● Required work
An exact printout of all the entries is required.

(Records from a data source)
□ □ □ □ □ □ □

pub mod check;
mod host;

use clap::{Parser, Subcommand};
use std::path::PathBuf;

#[derive(Parser)]
#[command(
    name = "archscope",
    version,
    about = "Cross-file capability resolution for architect-style JavaScript modules",
    long_about = "Archscope reads the consumes/provides declarations of architect modules, infers \
                  what each module registers, and reports what every consumer's `imports` \
                  parameter resolves to."
)]
pub struct Cli {
    #[command(subcommand)]
    pub command: Commands,
}

#[derive(Subcommand)]
pub enum Commands {
    /// Resolve the imports of every module under a directory
    #[command(
        long_about = "Loads the modules found under DIR, runs inference passes until no more \
                      provider files are scheduled, and prints each consumer's imports binding \
                      together with the resolver's diagnostics."
    )]
    Check {
        /// Workspace directory containing the modules directory
        #[arg(value_name = "DIR")]
        path: PathBuf,

        /// Capability path table (JSON object of `_name` -> relative path).
        /// Derived from the modules' provides declarations when omitted.
        #[arg(long, value_name = "TABLE_JSON")]
        table: Option<PathBuf>,

        /// Resolver configuration file
        #[arg(long, value_name = "CONFIG_JSON")]
        config: Option<PathBuf>,

        /// Start from these files only and let providers load on demand
        #[arg(long, value_name = "FILE")]
        entry: Vec<PathBuf>,

        /// Upper bound on inference passes
        #[arg(long, default_value_t = 16)]
        max_passes: usize,

        /// Print the report as JSON
        #[arg(long)]
        json: bool,
    },
}

pub fn run() -> Result<(), Box<dyn std::error::Error>> {
    let cli = Cli::parse();

    let to_stderr = match &cli.command {
        Commands::Check { json, .. } => !json,
    };
    let _guard = archscope_core::logging::init_logging("cli", to_stderr);

    let rt = tokio::runtime::Runtime::new()?;

    match cli.command {
        Commands::Check {
            path,
            table,
            config,
            entry,
            max_passes,
            json,
        } => rt.block_on(check::run(check::CheckArgs {
            root: path,
            table,
            config,
            entries: entry,
            max_passes,
            json,
        })),
    }
}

□ □ □ □ □ □ □

● Expected answer
pub mod check;
mod host;

use clap::{Parser, Subcommand};
use std::path::PathBuf;

#[derive(Parser)]
#[command(
    name = "archscope",
    version,
    about = "Cross-file capability resolution for architect-style JavaScript modules",
    long_about = "Archscope reads the consumes/provides declarations of architect modules, infers \
                  what each module registers, and reports what every consumer's `imports` \
                  parameter resolves to."
)]
pub struct Cli {
    #[command(subcommand)]
    pub command: Commands,
}

#[derive(Subcommand)]
pub enum Commands {
    /// Resolve the imports of every module under a directory
    #[command(
        long_about = "Loads the modules found under DIR, runs inference passes until no more \
                      provider files are scheduled, and prints each consumer's imports binding \
                      together with the resolver's diagnostics."
    )]
    Check {
        /// Workspace directory containing the modules directory
        #[arg(value_name = "DIR")]
        path: PathBuf,

        /// Capability path table (JSON object of `_name` -> relative path).
        /// Derived from the modules' provides declarations when omitted.
        #[arg(long, value_name = "TABLE_JSON")]
        table: Option<PathBuf>,

        /// Resolver configuration file
        #[arg(long, value_name = "CONFIG_JSON")]
        config: Option<PathBuf>,

        /// Start from these files only and let providers load on demand
        #[arg(long, value_name = "FILE")]
        entry: Vec<PathBuf>,

        /// Upper bound on inference passes
        #[arg(long, default_value_t = 16)]
        max_passes: usize,

        /// Print the report as JSON
        #[arg(long)]
        json: bool,
    },
}

pub fn run() -> Result<(), Box<dyn std::error::Error>> {
    let cli = Cli::parse();

    let to_stderr = match &cli.command {
        Commands::Check { json, .. } => !json,
    };
    let _guard = archscope_core::logging::init_logging("cli", to_stderr);

    let rt = tokio::runtime::Runtime::new()?;

    match cli.command {
        Commands::Check {
            path,
            table,
            config,
            entry,
            max_passes,
            json,
        } => rt.block_on(check::run(check::CheckArgs {
            root: path,
            table,
            config,
            entries: entry,
            max_passes,
            json,
        })),
    }
}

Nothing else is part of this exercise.